Task description
Reproduce word for word the line that contains "progress.inc(1);" and each line that follows it, stopping after the final line of the material.

*** Records supplied ***

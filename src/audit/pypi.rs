//! PyPI reconciliations. PyPI has no scopes, filters match exact names.

use crate::audit::universe::{pypi_cache_universe, pypi_local_universe};
use crate::audit::{cache_intersection, probe_all, AuditOptions};
use crate::ident::{parse_filter_file, PyPiPackageIdentifier};
use crate::registry::{pypi_api, FolderListing, PyPiRegistry};
use crate::types::{ConnectionInfo, Result};
use indicatif::ProgressBar;
use std::collections::HashSet;
use std::path::Path;
use tracing::info;

pub struct PyPiAudit<L> {
    listing: L,
    registry: PyPiRegistry,
    artifactory: ConnectionInfo,
    options: AuditOptions,
    progress: ProgressBar,
}

impl<L: FolderListing> PyPiAudit<L> {
    pub fn new(
        listing: L,
        registry: PyPiRegistry,
        artifactory: ConnectionInfo,
        options: AuditOptions,
    ) -> Self {
        Self {
            listing,
            registry,
            artifactory,
            options,
            progress: ProgressBar::hidden(),
        }
    }

    pub fn with_progress(mut self, progress: ProgressBar) -> Self {
        self.progress = progress;
        self
    }

    pub async fn exclude_candidates(
        &self,
        local: &str,
        trusted: Option<&Path>,
        excluded: Option<&Path>,
    ) -> Result<Vec<PyPiPackageIdentifier>> {
        let exclude = load_names(trusted.into_iter().chain(excluded))?;

        let candidates: Vec<PyPiPackageIdentifier> = pypi_local_universe(&self.listing, local)
            .await?
            .into_iter()
            .filter(|id| !exclude.contains(id))
            .collect();
        info!("{} exclude candidates in {}", candidates.len(), local);
        Ok(candidates)
    }

    pub async fn cached(&self, local: &str, remote: &str) -> Result<Vec<PyPiPackageIdentifier>> {
        let local_packages = pypi_local_universe(&self.listing, local).await?;
        let cached = pypi_cache_universe(&self.listing, remote).await?;
        Ok(cache_intersection(local_packages, &cached))
    }

    /// Local packages that exist upstream but do not resolve through
    /// `remote`, sorted.
    pub async fn inferred_exclude(&self, local: &str, remote: &str) -> Result<Vec<PyPiPackageIdentifier>> {
        let local_packages = pypi_local_universe(&self.listing, local).await?;

        let upstream = probe_all(
            &local_packages,
            self.options.upstream_concurrency,
            &self.progress,
            |id| async move { self.registry.exists_upstream(&id).await },
        )
        .await?;

        let candidates: Vec<PyPiPackageIdentifier> = local_packages
            .into_iter()
            .filter(|id| upstream.contains(id))
            .collect();

        let remote_api = pypi_api(&self.artifactory, remote);
        let resolvable = probe_all(
            &candidates,
            self.options.concurrency,
            &self.progress,
            |id| {
                let remote_api = &remote_api;
                async move { self.registry.package_exists(remote_api, &id).await }
            },
        )
        .await?;
        self.progress.finish_and_clear();

        let mut result: Vec<PyPiPackageIdentifier> = candidates
            .into_iter()
            .filter(|id| !resolvable.contains(id))
            .collect();
        result.sort();

        info!("{} inferred exclusions for {} via {}", result.len(), local, remote);
        Ok(result)
    }

    /// Local packages, minus `excluded`, that do not exist upstream.
    pub async fn not_claimed(&self, local: &str, excluded: Option<&Path>) -> Result<Vec<PyPiPackageIdentifier>> {
        let exclude = load_names(excluded)?;
        let local_packages: Vec<PyPiPackageIdentifier> = pypi_local_universe(&self.listing, local)
            .await?
            .into_iter()
            .filter(|id| !exclude.contains(id))
            .collect();

        let upstream = probe_all(
            &local_packages,
            self.options.upstream_concurrency,
            &self.progress,
            |id| async move { self.registry.exists_upstream(&id).await },
        )
        .await?;
        self.progress.finish_and_clear();

        let result: Vec<PyPiPackageIdentifier> = local_packages
            .into_iter()
            .filter(|id| !upstream.contains(id))
            .collect();

        info!("{} unclaimed names in {}", result.len(), local);
        Ok(result)
    }
}

fn load_names<'a>(paths: impl IntoIterator<Item = &'a Path>) -> Result<HashSet<PyPiPackageIdentifier>> {
    let mut names = HashSet::new();
    for path in paths {
        names.extend(parse_filter_file::<PyPiPackageIdentifier>(path)?);
    }
    Ok(names)
}

#[cfg(test)]
mod tests {
    use super::*;
    use crate::audit::universe::tests::StaticListing;
    use crate::cache::{ExistenceOracle, MemoryCache, CACHE_TTL};
    use crate::registry::{HttpProbe, RetryPolicy};
    use std::io::Write;
    use std::sync::Arc;
    use std::time::Duration;
    use tempfile::NamedTempFile;
    use wiremock::matchers::{method, path};
    use wiremock::{Mock, MockServer, ResponseTemplate};

    const LOCAL: &str = "pypi-local";

    fn audit(listing: StaticListing, server: &MockServer) -> PyPiAudit<StaticListing> {
        let http = HttpProbe::new(10, RetryPolicy::new(3, Duration::ZERO))
            .unwrap()
            .with_politeness(None);
        let registry = PyPiRegistry::with_upstream(
            Arc::new(http),
            ExistenceOracle::new(Arc::new(MemoryCache::new(CACHE_TTL))),
            ConnectionInfo::anonymous(format!("{}/upstream", server.uri())),
        );
        PyPiAudit::new(
            listing,
            registry,
            ConnectionInfo::authenticated(format!("{}/artifactory", server.uri()), "ci", "token"),
            AuditOptions::default(),
        )
    }

    async fn respond(server: &MockServer, at: &str, status: u16) {
        Mock::given(method("GET"))
            .and(path(at))
            .respond_with(ResponseTemplate::new(status))
            .expect(1)
            .mount(server)
            .await;
    }

    fn local(pages: &[&str]) -> StaticListing {
        StaticListing::default().with(LOCAL, "/.pypi/", pages)
    }

    fn names(ids: &[PyPiPackageIdentifier]) -> Vec<&str> {
        ids.iter().map(|id| id.name()).collect()
    }

    #[tokio::test]
    async fn test_exclude_candidates_exact_match() {
        let server = MockServer::start().await;
        let mut trusted = NamedTempFile::new().unwrap();
        writeln!(trusted, "requests\n\n# mirrored on purpose\nacme").unwrap();

        let result = audit(local(&["/simple.html", "/requests.html", "/acme-core.html", "/acme.html"]), &server)
            .exclude_candidates(LOCAL, Some(trusted.path()), None)
            .await
            .unwrap();
        assert_eq!(names(&result), vec!["acme-core"]);
    }

    #[tokio::test]
    async fn test_cached() {
        let server = MockServer::start().await;
        let listing = local(&["/a.html", "/b.html", "/c.html"])
            .with("pypi-cache", "/.pypi/", &["/simple.html", "/c.html", "/b.html", "/d.html"]);

        let result = audit(listing, &server).cached(LOCAL, "pypi").await.unwrap();
        assert_eq!(names(&result), vec!["b", "c"]);
    }

    #[tokio::test]
    async fn test_inferred_exclude() {
        let server = MockServer::start().await;
        respond(&server, "/upstream/simple/b/", 200).await;
        respond(&server, "/upstream/simple/a/", 200).await;
        respond(&server, "/upstream/simple/c/", 404).await;
        respond(&server, "/artifactory/api/pypi/pypi/simple/a/", 404).await;
        respond(&server, "/artifactory/api/pypi/pypi/simple/b/", 200).await;

        let result = audit(local(&["/c.html", "/b.html", "/a.html"]), &server)
            .inferred_exclude(LOCAL, "pypi")
            .await
            .unwrap();
        assert_eq!(names(&result), vec!["a"]);
    }

    #[tokio::test]
    async fn test_not_claimed() {
        let server = MockServer::start().await;
        respond(&server, "/upstream/simple/requests/", 200).await;
        respond(&server, "/upstream/simple/acme-core/", 404).await;
        let mut excluded = NamedTempFile::new().unwrap();
        writeln!(excluded, "acme-legacy").unwrap();

        let result = audit(
            local(&["/requests.html", "/acme-core.html", "/acme-legacy.html"]),
            &server,
        )
        .not_claimed(LOCAL, Some(excluded.path()))
        .await
        .unwrap();
        assert_eq!(names(&result), vec!["acme-core"]);
    }
}
//! Reconciliation of local, remote-cache and upstream package universes.
//!
//! Each audit lists the universes it needs from Artifactory, probes the
//! registries for the identifiers that need it, and returns a
//! deterministic list. Probes run through a bounded pool; the first error
//! drops the pool and cancels every probe still in flight.

pub mod npm;
pub mod pypi;
pub mod universe;

pub use npm::NpmAudit;
pub use pypi::PyPiAudit;

use crate::ident::PackageIdentifier;
use crate::types::Result;
use futures::stream::{self, StreamExt, TryStreamExt};
use indicatif::ProgressBar;
use std::collections::HashSet;
use std::future::Future;
use std::hash::Hash;
use tracing::{debug, info};

/// Pool sizes for existence probes.
#[derive(Debug, Clone, Copy, PartialEq, Eq)]
pub struct AuditOptions {
    /// Concurrent probes against the internal Artifactory.
    pub concurrency: usize,
    /// Concurrent probes against public registries.
    pub upstream_concurrency: usize,
}

impl Default for AuditOptions {
    fn default() -> Self {
        Self {
            concurrency: 8,
            upstream_concurrency: 4,
        }
    }
}

/// Run `probe` for every item with at most `concurrency` in flight and
/// return the items it answered `true` for.
pub async fn probe_all<T, F, Fut>(
    items: &[T],
    concurrency: usize,
    progress: &ProgressBar,
    probe: F,
) -> Result<HashSet<T>>
where
    T: Clone + Eq + Hash,
    F: Fn(T) -> Fut,
    Fut: Future<Output = Result<bool>>,
{
    progress.set_length(items.len() as u64);
    progress.set_position(0);

    let probe = &probe;
    let answers: Vec<Option<T>> = stream::iter(items.iter().cloned())
        .map(|item| async move {
            let found = probe(item.clone()).await?;
            progress.inc(1);
            Ok::<_, crate::types::ArtiscopeError>(found.then_some(item))
        })
        .buffer_unordered(concurrency.max(1))
        .try_collect()
        .await?;

    let found: HashSet<T> = answers.into_iter().flatten().collect();
    debug!("{} of {} probed identifiers found", found.len(), items.len());
    Ok(found)
}

/// Local identifiers also present in the remote cache, in local order.
pub fn cache_intersection<T: PackageIdentifier>(local: Vec<T>, cached: &[T]) -> Vec<T> {
    let cached: HashSet<&T> = cached.iter().collect();
    let local_count = local.len();
    let result: Vec<T> = local.into_iter().filter(|id| cached.contains(id)).collect();

    info!(
        "{} of {} local packages are in the remote cache ({} cached)",
        result.len(),
        local_count,
        cached.len()
    );
    result
}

*** End of Records supplied ***

Response to the exercise
            progress.inc(1);
            Ok::<_, crate::types::ArtiscopeError>(found.then_some(item))
        })
        .buffer_unordered(concurrency.max(1))
        .try_collect()
        .await?;

    let found: HashSet<T> = answers.into_iter().flatten().collect();
    debug!("{} of {} probed identifiers found", found.len(), items.len());
    Ok(found)
}

/// Local identifiers also present in the remote cache, in local order.
pub fn cache_intersection<T: PackageIdentifier>(local: Vec<T>, cached: &[T]) -> Vec<T> {
    let cached: HashSet<&T> = cached.iter().collect();
    let local_count = local.len();
    let result: Vec<T> = local.into_iter().filter(|id| cached.contains(id)).collect();

    info!(
        "{} of {} local packages are in the remote cache ({} cached)",
        result.len(),
        local_count,
        cached.len()
    );
    result
}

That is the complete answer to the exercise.